## ACTIVITY
Beginning with the first line of the data below, set down each line exactly through the line that contains "pub enum ImpactCommand".

"""

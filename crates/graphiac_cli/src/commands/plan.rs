//! Plan command - Deployment order with resources sorted by tier.

use anyhow::Result;
use clap::Args;
use tracing::info;

use super::order::report_cycle;
use super::{load_analyzer, load_snapshot, print_json, OutputFormat, SnapshotArgs};

#[derive(Args)]
pub struct PlanArgs {
    #[command(flatten)]
    snapshot: SnapshotArgs,
}

pub fn execute(args: PlanArgs) -> Result<()> {
    info!("Planning deployment of snapshot {:?}", args.snapshot.input);

    let analyzer = load_analyzer(args.snapshot.config.as_deref())?;
    let resources = load_snapshot(&args.snapshot.input)?;

    let plan = match analyzer.plan(&resources) {
        Ok(plan) => plan,
        Err(e) => {
            report_cycle(&e);
            return Err(e.into());
        }
    };

    if args.snapshot.format == OutputFormat::Json {
        return print_json(&plan);
    }

    if !plan.ungrouped.is_empty() {
        println!("🌐 (no group)");
        for record in &plan.ungrouped {
            println!("   [tier {}] {}", record.tier, record.resource.name);
        }
    }
    for (position, group) in plan.groups.iter().enumerate() {
        println!("{:>3}. {}", position + 1, group.group);
        for record in &group.resources {
            println!("     [tier {}] {}", record.tier, record.resource.name);
        }
    }
    println!();
    println!(
        "📦 {} resource(s) in {} group(s)",
        plan.resource_count(),
        plan.groups.len()
    );

    Ok(())
}
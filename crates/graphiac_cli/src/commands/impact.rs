//! Impact command - What-if checks for topology changes.

use std::collections::BTreeSet;
use std::path::PathBuf;

use anyhow::Result;
use clap::{Args, Subcommand};
use tracing::info;

use graphiac_deps::ImpactReport;

use super::{load_analyzer, load_snapshot, print_json, CommandError, OutputFormat};

#[derive(Subcommand)]
pub enum ImpactCommand {
    /// Report references that break when only the kept groups survive
    Remove(RemoveArgs),

    /// Report references that break when resources change group
    Move(MoveArgs),
}

#[derive(Args)]
pub struct RemoveArgs {
    /// Resource snapshot (.json, .yaml or .yml)
    #[arg(short, long, env = "GRAPHIAC_INPUT")]
    input: PathBuf,

    /// Group that survives the change (repeatable)
    #[arg(short, long = "keep")]
    keep: Vec<String>,

    #[command(flatten)]
    options: ImpactOptions,
}

#[derive(Args)]
pub struct MoveArgs {
    /// Snapshot of the current topology
    #[arg(long)]
    current: PathBuf,

    /// Snapshot of the proposed topology
    #[arg(long)]
    proposed: PathBuf,

    #[command(flatten)]
    options: ImpactOptions,
}

#[derive(Args)]
struct ImpactOptions {
    /// Analyzer configuration file
    #[arg(short, long, env = "GRAPHIAC_CONFIG")]
    config: Option<PathBuf>,

    /// Exit with code 4 when any warning is found
    #[arg(long)]
    fail_on_warning: bool,

    /// Output format
    #[arg(short, long, value_enum, default_value_t = OutputFormat::Text)]
    format: OutputFormat,
}

pub fn execute(command: ImpactCommand) -> Result<()> {
    match command {
        ImpactCommand::Remove(args) => {
            info!("Checking removal impact for {:?}", args.input);
            let analyzer = load_analyzer(args.options.config.as_deref())?;
            let resources = load_snapshot(&args.input)?;
            let surviving: BTreeSet<String> = args.keep.into_iter().collect();

            let report = ImpactReport::new(analyzer.impact_of_removal(&resources, &surviving));
            finish(&report, &args.options)
        }
        ImpactCommand::Move(args) => {
            info!("Checking move impact {:?} -> {:?}", args.current, args.proposed);
            let analyzer = load_analyzer(args.options.config.as_deref())?;
            let current = load_snapshot(&args.current)?;
            let proposed = load_snapshot(&args.proposed)?;

            let report = ImpactReport::new(analyzer.impact_of_move(&current, &proposed));
            finish(&report, &args.options)
        }
    }
}

fn finish(report: &ImpactReport, options: &ImpactOptions) -> Result<()> {
    if options.format == OutputFormat::Json {
        print_json(report)?;
    } else if report.is_clean() {
        println!("✅ No references would break");
    } else {
        for warning in &report.warnings {
            println!("⚠️  {}", warning);
        }
        println!();
        println!(
            "{} warning(s) affecting: {}",
            report.len(),
            report.affected_groups().into_iter().collect::<Vec<_>>().join(", ")
        );
    }

    if options.fail_on_warning && !report.is_clean() {
        return Err(CommandError::ImpactWarnings(report.len()).into());
    }
    Ok(())
}

#[cfg(test)]
mod tests {
    use super::*;
    use std::fs;
    use tempfile::tempdir;

    const SNAPSHOT: &str = r#"[
        {"type": "Microsoft.Network/networkInterfaces", "name": "nic1", "group": "network"},
        {"type": "Microsoft.Compute/virtualMachines", "name": "vm1", "group": "compute",
         "properties": {"nic": "/subscriptions/0/resourceGroups/network/providers/Microsoft.Network/networkInterfaces/nic1"}}
    ]"#;

    fn options(fail_on_warning: bool) -> ImpactOptions {
        ImpactOptions {
            config: None,
            fail_on_warning,
            format: OutputFormat::Json,
        }
    }

    #[test]
    fn test_remove_fails_on_warning() {
        let dir = tempdir().unwrap();
        let input = dir.path().join("resources.json");
        fs::write(&input, SNAPSHOT).unwrap();

        let err = execute(ImpactCommand::Remove(RemoveArgs {
            input,
            keep: vec!["compute".to_string()],
            options: options(true),
        }))
        .unwrap_err();

        assert!(matches!(
            err.downcast_ref::<CommandError>(),
            Some(CommandError::ImpactWarnings(1))
        ));
    }

    #[test]
    fn test_remove_without_flag_succeeds() {
        let dir = tempdir().unwrap();
        let input = dir.path().join("resources.json");
        fs::write(&input, SNAPSHOT).unwrap();

        let result = execute(ImpactCommand::Remove(RemoveArgs {
            input,
            keep: Vec::new(),
            options: options(false),
        }));
        assert!(result.is_ok());
    }

    #[test]
    fn test_clean_report_passes_with_flag() {
        assert!(finish(&ImpactReport::default(), &options(true)).is_ok());
    }
}
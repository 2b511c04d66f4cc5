//! CLI command definitions.
//!
//! Each subcommand loads a resource snapshot, runs one operation of the
//! dependency engine and prints the result.

use std::path::{Path, PathBuf};

use anyhow::{Context, Result};
use clap::{Args, Parser, Subcommand, ValueEnum};
use thiserror::Error;

use graphiac_deps::{AnalyzerConfig, DependencyAnalyzer, ResourceDescriptor, ResourceSource, SnapshotFile};

pub mod analyze;
pub mod impact;
pub mod order;
pub mod plan;
pub mod sanitize;

/// graphiac - dependency analysis and deployment ordering for cloud resources
#[derive(Parser)]
#[command(name = "graphiac")]
#[command(version, about = "graphiac - dependency analysis and deployment ordering for cloud resources")]
#[command(long_about = r#"
graphiac reads a snapshot of discovered cloud resources and works out how
they depend on each other.

COMMANDS:
  analyze   → Tier and depends_on edges per resource
  order     → Deployment order of resource groups
  plan      → Deployment order with resources sorted by tier
  impact    → What-if checks for removing groups or moving resources
  sanitize  → Identifier names as used by generated code

EXIT CODES:
  0 - Success
  1 - General error
  2 - Invalid arguments
  3 - Dependency cycle detected
  4 - Impact warnings found (with --fail-on-warning)
"#)]
#[command(propagate_version = true)]
pub struct Cli {
    /// Enable verbose output
    #[arg(short, long, global = true)]
    pub verbose: bool,

    /// Suppress non-essential output
    #[arg(short, long, global = true)]
    pub quiet: bool,

    #[command(subcommand)]
    pub command: Commands,
}

#[derive(Subcommand)]
pub enum Commands {
    /// Show tier and dependencies of every resource
    Analyze(analyze::AnalyzeArgs),

    /// Show the deployment order of resource groups
    Order(order::OrderArgs),

    /// Show the full deployment plan
    Plan(plan::PlanArgs),

    /// Check what a topology change would break
    #[command(subcommand)]
    Impact(impact::ImpactCommand),

    /// Print sanitized identifiers
    Sanitize(sanitize::SanitizeArgs),
}

/// Output format for command results.
#[derive(Debug, Clone, Copy, PartialEq, Eq, Default, ValueEnum)]
pub enum OutputFormat {
    #[default]
    Text,
    Json,
}

/// Arguments shared by commands that analyze one snapshot.
#[derive(Args)]
pub struct SnapshotArgs {
    /// Resource snapshot (.json, .yaml or .yml)
    #[arg(short, long, env = "GRAPHIAC_INPUT")]
    pub input: PathBuf,

    /// Analyzer configuration file
    #[arg(short, long, env = "GRAPHIAC_CONFIG")]
    pub config: Option<PathBuf>,

    /// Output format
    #[arg(short, long, value_enum, default_value_t = OutputFormat::Text)]
    pub format: OutputFormat,
}

/// Failures raised by the commands themselves rather than the engine.
#[derive(Error, Debug)]
pub enum CommandError {
    #[error("{0} impact warning(s) found")]
    ImpactWarnings(usize),
}

/// Build an analyzer, applying the configuration file when given.
pub fn load_analyzer(config: Option<&Path>) -> Result<DependencyAnalyzer> {
    match config {
        Some(path) => {
            let config = AnalyzerConfig::from_file(path)
                .with_context(|| format!("Failed to load config {}", path.display()))?;
            Ok(DependencyAnalyzer::with_config(&config)?)
        }
        None => Ok(DependencyAnalyzer::new()),
    }
}

/// Load a resource snapshot from disk.
pub fn load_snapshot(path: &Path) -> Result<Vec<ResourceDescriptor>> {
    let source = SnapshotFile::new(path);
    source
        .load()
        .with_context(|| format!("Failed to load snapshot {}", source.path().display()))
}

/// Print a value as pretty JSON on stdout.
pub fn print_json<T: serde::Serialize>(value: &T) -> Result<()> {
    println!("{}", serde_json::to_string_pretty(value)?);
    Ok(())
}
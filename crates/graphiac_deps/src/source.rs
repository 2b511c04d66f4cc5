//! Resource snapshots handed over by the discovery step.

use std::fs;
use std::path::{Path, PathBuf};

use serde::Deserialize;
use tracing::info;

use crate::error::{DepsError, DepsResult};
use crate::model::ResourceDescriptor;

/// Anything that can supply a resource snapshot.
pub trait ResourceSource {
    fn load(&self) -> DepsResult<Vec<ResourceDescriptor>>;
}

/// A snapshot either as a bare list or wrapped in `{ "resources": [...] }`.
#[derive(Deserialize)]
#[serde(untagged)]
enum SnapshotDocument {
    List(Vec<ResourceDescriptor>),
    Wrapped { resources: Vec<ResourceDescriptor> },
}

impl SnapshotDocument {
    fn into_resources(self) -> Vec<ResourceDescriptor> {
        match self {
            SnapshotDocument::List(resources) => resources,
            SnapshotDocument::Wrapped { resources } => resources,
        }
    }
}

#[derive(Debug, Clone, Copy, PartialEq, Eq)]
enum SnapshotFormat {
    Json,
    Yaml,
}

/// Snapshot stored as a JSON or YAML file.
#[derive(Debug, Clone)]
pub struct SnapshotFile {
    path: PathBuf,
}

impl SnapshotFile {
    pub fn new(path: impl Into<PathBuf>) -> Self {
        Self { path: path.into() }
    }

    pub fn path(&self) -> &Path {
        &self.path
    }

    fn detect_format(&self) -> DepsResult<SnapshotFormat> {
        let extension = self
            .path
            .extension()
            .and_then(|ext| ext.to_str())
            .map(|ext| ext.to_ascii_lowercase());

        match extension.as_deref() {
            Some("json") => Ok(SnapshotFormat::Json),
            Some("yaml") | Some("yml") => Ok(SnapshotFormat::Yaml),
            _ => Err(DepsError::UnsupportedFormat(format!(
                "{} (expected .json, .yaml or .yml)",
                self.path.display()
            ))),
        }
    }
}

impl ResourceSource for SnapshotFile {
    fn load(&self) -> DepsResult<Vec<ResourceDescriptor>> {
        let format = self.detect_format()?;
        let content = fs::read_to_string(&self.path)?;

        let document: SnapshotDocument = match format {
            SnapshotFormat::Json => serde_json::from_str(&content)?,
            SnapshotFormat::Yaml => serde_yaml::from_str(&content)?,
        };
        let resources = document.into_resources();

        info!("Loaded {} resource(s) from {:?}", resources.len(), self.path);
        Ok(resources)
    }
}
//! Error types for dependency analysis.

use std::collections::BTreeSet;

use thiserror::Error;

/// Result type alias for dependency analysis operations.
pub type DepsResult<T> = Result<T, DepsError>;

/// Errors that can occur during dependency analysis.
#[derive(Error, Debug)]
pub enum DepsError {
    /// Group ordering could not complete. `groups` holds every group that was
    /// never released; `cycles` holds the strongly connected components among
    /// them that actually form a cycle.
    #[error("Dependency cycle detected among groups: {}", format_groups(.groups))]
    CycleDetected {
        groups: BTreeSet<String>,
        cycles: Vec<Vec<String>>,
    },

    #[error("Invalid analyzer configuration: {0}")]
    InvalidConfiguration(String),

    #[error("Unsupported snapshot format: {0}")]
    UnsupportedFormat(String),

    #[error("IO error: {0}")]
    Io(#[from] std::io::Error),

    #[error("JSON error: {0}")]
    Json(#[from] serde_json::Error),

    #[error("YAML error: {0}")]
    Yaml(#[from] serde_yaml::Error),
}

impl DepsError {
    /// Whether this error is a dependency cycle.
    pub fn is_cycle(&self) -> bool {
        matches!(self, DepsError::CycleDetected { .. })
    }
}

fn format_groups(groups: &BTreeSet<String>) -> String {
    groups.iter().map(String::as_str).collect::<Vec<_>>().join(", ")
}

"""

## WRITTEN REPLY
filename crates/graphiac_cli/src/commands/plan.rs
//! Plan command - Deployment order with resources sorted by tier.

use anyhow::Result;
use clap::Args;
use tracing::info;

use super::order::report_cycle;
use super::{load_analyzer, load_snapshot, print_json, OutputFormat, SnapshotArgs};

#[derive(Args)]
pub struct PlanArgs {
    #[command(flatten)]
    snapshot: SnapshotArgs,
}

pub fn execute(args: PlanArgs) -> Result<()> {
    info!("Planning deployment of snapshot {:?}", args.snapshot.input);

    let analyzer = load_analyzer(args.snapshot.config.as_deref())?;
    let resources = load_snapshot(&args.snapshot.input)?;

    let plan = match analyzer.plan(&resources) {
        Ok(plan) => plan,
        Err(e) => {
            report_cycle(&e);
            return Err(e.into());
        }
    };

    if args.snapshot.format == OutputFormat::Json {
        return print_json(&plan);
    }

    if !plan.ungrouped.is_empty() {
        println!("🌐 (no group)");
        for record in &plan.ungrouped {
            println!("   [tier {}] {}", record.tier, record.resource.name);
        }
    }
    for (position, group) in plan.groups.iter().enumerate() {
        println!("{:>3}. {}", position + 1, group.group);
        for record in &group.resources {
            println!("     [tier {}] {}", record.tier, record.resource.name);
        }
    }
    println!();
    println!(
        "📦 {} resource(s) in {} group(s)",
        plan.resource_count(),
        plan.groups.len()
    );

    Ok(())
}
filename crates/graphiac_cli/src/commands/impact.rs
//! Impact command - What-if checks for topology changes.

use std::collections::BTreeSet;
use std::path::PathBuf;

use anyhow::Result;
use clap::{Args, Subcommand};
use tracing::info;

use graphiac_deps::ImpactReport;

use super::{load_analyzer, load_snapshot, print_json, CommandError, OutputFormat};

#[derive(Subcommand)]
pub enum ImpactCommand {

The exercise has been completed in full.